PrecisionHawk gets two patents
With thousands of unmanned aerial vehicles (UAVs) taking to the skies, the current manned air traffic control system will not be able to scale to coordinate UAVs and other aircraft, said PrecisionHawk.
“Patents may seem outside the core of our business, but back in 2013, we started looking at industrial applications before commercial flights were common,” Collins told The Robot Report. “It’s a similar need to manned aviation in the early 1900s, which was the Wild West, with nobody coordinating flights. That transitioned into a well-coordinated air traffic control system, and there are now tens of thousands of aircraft now above us.”
One of PrecisionHawk’s UTM patents covers technology for the transmission of real-time telemetry to servers for certain flights. The other involves the transmission of flight plans to a traffic management server to identify potential flight conflicts and alert drone operators if adjustments are necessary.
“We see our patents as the core framework for air traffic control for drones,” said Collins. “Drones already transmit data to their pilots, but it stops there today. If multiple drones are in an airspace with manned aircraft, telemetry is not getting to the drone or the aircraft. It’s really important to have a strong situational picture of what’s going on in a localized area.”
“PrecisionHawk looked at a UTM system being able to do what manned air traffic controllers do today — having a picture of everything in the airspace, including altitude, speed, and flight plans,” he said. “We’ve learned from manned aircraft that it’s not 1 to 1. We’re starting with all the basics to connect and communicate with tens of thousands of drones or hundreds of thousands of aircraft at low altitude.”
Source: PrecisionHawk
UTM to use existing networks
Among the technical challenges for UTM systems is networking because of bandwidth and range limitations. “The industry could build completely new networked solutions for drones to communicate with a centralized system,” Collins said. “But we can leverage existing infrastructure, with a security and reliability layer built on top of that, including standard communications for drones and the UTM system.”
“We don’t have to lock ourselves into a single network; there’s satellite for higher altitudes or less-inhabited areas and cellular infrastructure in more urban areas with layers built for reliability,” he said. “With a cellphone, it doesn’t matter if a video takes time to buffer, but air traffic can’t afford latencies like that.”

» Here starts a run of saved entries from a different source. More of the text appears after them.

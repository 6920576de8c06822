//! Word segmentation on the encoding's `space` glyph.
//!
//! Words are delimited by glyph identity rather than Unicode whitespace:
//! a character splits only if the encoder maps it to the glyph named
//! [`SPACE_GLYPH`]. Layout code measuring text in an encoding's glyph space
//! needs the same notion of "space" the font will draw.

use crate::encoder::TextEncoder;

/// Glyph name that delimits words.
pub const SPACE_GLYPH: &str = "space";

/// Split `text` into words on characters whose glyph is `space`.
///
/// - Consecutive spaces produce empty words between them.
/// - A trailing empty word is omitted, so `"lonely "` yields `["lonely"]`.
/// - Characters the encoder cannot map to a glyph are skipped: they neither
///   end a word nor appear in one. Each skip is logged at debug level.
pub fn split_words<E>(text: &str, encoder: &E) -> Vec<String>
where
    E: TextEncoder + ?Sized,
{
    let mut words = Vec::new();
    let mut current = String::new();

    for ch in text.chars() {
        match encoder.char_to_glyph_name(ch) {
            Ok(SPACE_GLYPH) => words.push(std::mem::take(&mut current)),
            Ok(_) => current.push(ch),
            Err(_err) => {
                #[cfg(feature = "tracing")]
                tracing::debug!(
                    encoding = encoder.identifier(),
                    ch = %ch.escape_unicode(),
                    error = %_err,
                    "glyph not found, skipping character"
                );
            }
        }
    }

    if !current.is_empty() {
        words.push(current);
    }

    words
}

PrecisionHawk is open to partnerships to advance UTM. “We’re looking at how AT&T deployed FirstNet, a completely private cellular network for emergency response, for how to build criticality and network priority higher than that of a YouTube video,” explained Collins. “With manned aircraft and radar, an image will show up on screen within milliseconds. We want to work with network owners to build in that performance and criticality.”
Source: PrecisionHawk
Steps toward managing air traffic data
In addition to the real-time telemetry and network, a key component of the UTM patents is the server and analytics infrastructure.
“PrecisionHawk hasn’t decided if it’s going to develop a fully fledged traffic management server,” Collins said. “We’re good at developing highly provable models, which is how we achieved the BVLOS waiver in the U.S. We’ve prototyped a framework that works, and our goal is to get other companies involved, such as Airbus and Boeing, that are good at scaling the data analytics workload.”
“We’re supporting standards bodies, continuing to prove out capabilities, and working with regulators, NASA, and universities,” he added. “Our goal is to help the industry get there as a whole under a framework that makes sense.”
How much is AI a part of UTM collision avoidance? “There is a place for it,” responded Collins. “An avoidance metric can’t solely rely on machine learning, since it’s never 100% accurate. But the FAA wants as close as possible, and it does have a place in predicting potential collisions.”
“We could use machine learning to give the probability of a near event, and from there, we can use the higher horsepower of real-time avoidance and path planning,” he said. “It could be implemented to lighten the workload of the air traffic controller and increase the level of safety.”
Source: PrecisionHawk
Stakeholders and partners
At the same time, there are many stakeholders, including government regulators concerned with safety, drone operators, network owners, and startups. How has PrecisionHawk worked with all of them?
“While we hold patents, the UTM protocols are not proprietary,” Collins said. “We’ve found willingness across all organizations to work closely together over the past four years. NASA started initiatives around these unmanned air traffic control systems. We’ve also done some testing with the FAA and Verizon. It’s neutral research bringing people together, and then we’re working with standards bodies on performance standards.”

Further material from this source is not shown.